I would ask for the hands of those jurors who are willing to share the same feelings. It is critical to wait for their hands to go up. Be willing to say nothing, keep eye contact, and do not move until potential jurors’ hands begin going up.
I would thank them for having the courage to raise their hands. Then, have an open discussion about why “we” feel this way. Note that it is not “I” and “you.” It is “we” because you are a member of this group.
I wouldn’t argue with jurors no matter how extreme their position on the subject. I would not attempt to educate them, suggest other views, or look angry or shocked. Instead, I would nod my head to show that I understand and hear them.
Finally, I would conduct a discussion about how the potential jurors think the issue should be dealt with at trial. The discussion is what to do about all of “us” feeling this way, and yet for the injured motorcyclist to have a right to a jury trial.

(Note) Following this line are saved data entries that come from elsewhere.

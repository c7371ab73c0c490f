//! Controlled clients (open pages).

use std::sync::atomic::{AtomicU64, Ordering};

use hashbrown::HashMap;
use tracing::debug;
use url::Url;

use crate::worker::WorkerId;
use crate::SwError;

/// A client (open page).
#[derive(Debug, Clone)]
pub struct Client {
    /// Client ID.
    pub id: String,

    /// Client URL.
    pub url: Url,

    /// The worker currently controlling this client, if any.
    pub controller: Option<WorkerId>,
}

impl Client {
    /// Create an uncontrolled client.
    pub fn new(id: impl Into<String>, url: Url) -> Self {
        Self {
            id: id.into(),
            url,
            controller: None,
        }
    }

    /// Whether this worker controls the client.
    pub fn is_controlled_by(&self, worker: WorkerId) -> bool {
        self.controller == Some(worker)
    }
}

/// Registry of open clients.
#[derive(Debug, Default)]
pub struct Clients {
    clients: HashMap<String, Client>,
}

impl Clients {
    /// Create an empty registry.
    pub fn new() -> Self {
        Self::default()
    }

    /// Get a client by ID.
    pub fn get(&self, id: &str) -> Option<&Client> {
        self.clients.get(id)
    }

    /// All clients.
    pub fn match_all(&self) -> Vec<&Client> {
        self.clients.values().collect()
    }

    /// Add a client.
    pub fn add(&mut self, client: Client) {
        self.clients.insert(client.id.clone(), client);
    }

    /// Remove a client (page closed).
    pub fn remove(&mut self, id: &str) -> Option<Client> {
        self.clients.remove(id)
    }

    /// Claim every client for the given worker.
    ///
    /// Runs at activation so the new routing policy applies to already-open
    /// pages without a reload.
    pub fn claim(&mut self, worker: WorkerId) {
        for client in self.clients.values_mut() {
            client.controller = Some(worker);
        }
        debug!(count = self.clients.len(), "Clients claimed");
    }

    /// Open a new window at the given URL.
    pub fn open_window(&mut self, url: &str) -> Result<Client, SwError> {
        let url = Url::parse(url).map_err(|e| SwError::InvalidRequest(e.to_string()))?;

        let id = format!("client-{}", next_client_serial());
        let client = Client::new(id.clone(), url);
        self.clients.insert(id, client.clone());
        Ok(client)
    }
}

fn next_client_serial() -> u64 {
    static COUNTER: AtomicU64 = AtomicU64::new(1);
    COUNTER.fetch_add(1, Ordering::Relaxed)
}

#[cfg(test)]
mod tests {
    use super::*;

    #[test]
    fn test_add_and_get() {
        let mut clients = Clients::new();
        let url = Url::parse("https://music.example.com/").unwrap();
        clients.add(Client::new("page-1", url));

        assert!(clients.get("page-1").is_some());
        assert!(clients.get("page-2").is_none());
    }

    #[test]
    fn test_claim_sets_controller() {
        let mut clients = Clients::new();
        let url = Url::parse("https://music.example.com/").unwrap();
        clients.add(Client::new("page-1", url.clone()));
        clients.add(Client::new("page-2", url));

        let worker = WorkerId::new();
        clients.claim(worker);

        for client in clients.match_all() {
            assert!(client.is_controlled_by(worker));
        }
    }

    #[test]
    fn test_remove() {
        let mut clients = Clients::new();
        let url = Url::parse("https://music.example.com/").unwrap();
        clients.add(Client::new("page-1", url));

        assert!(clients.remove("page-1").is_some());
        assert!(clients.remove("page-1").is_none());
    }

    #[test]
    fn test_open_window() {
        let mut clients = Clients::new();
        let client = clients.open_window("https://music.example.com/").unwrap();

        assert!(client.controller.is_none());
        assert!(clients.get(&client.id).is_some());
    }

    #[test]
    fn test_open_window_invalid_url() {
        let mut clients = Clients::new();
        assert!(clients.open_window("not a url").is_err());
    }
}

For example, starting with questions like these: “What should we do about this? Do we just make a rule that motorcycle injuries due to negligence of others aren’t entitled to a trial? What suggestions do you have about this since we are going to take an oath to do full justice if we are selected to be on the jury.”
That leads to a discussion in which jurors acknowledge the plaintiff’s right to a fair jury trial and public assurances by jurors that they can be fair.
This approach has always been comfortable for me in jury selection because I deal with the truth in open discussion and without trying to change minds, educate or make jury arguments.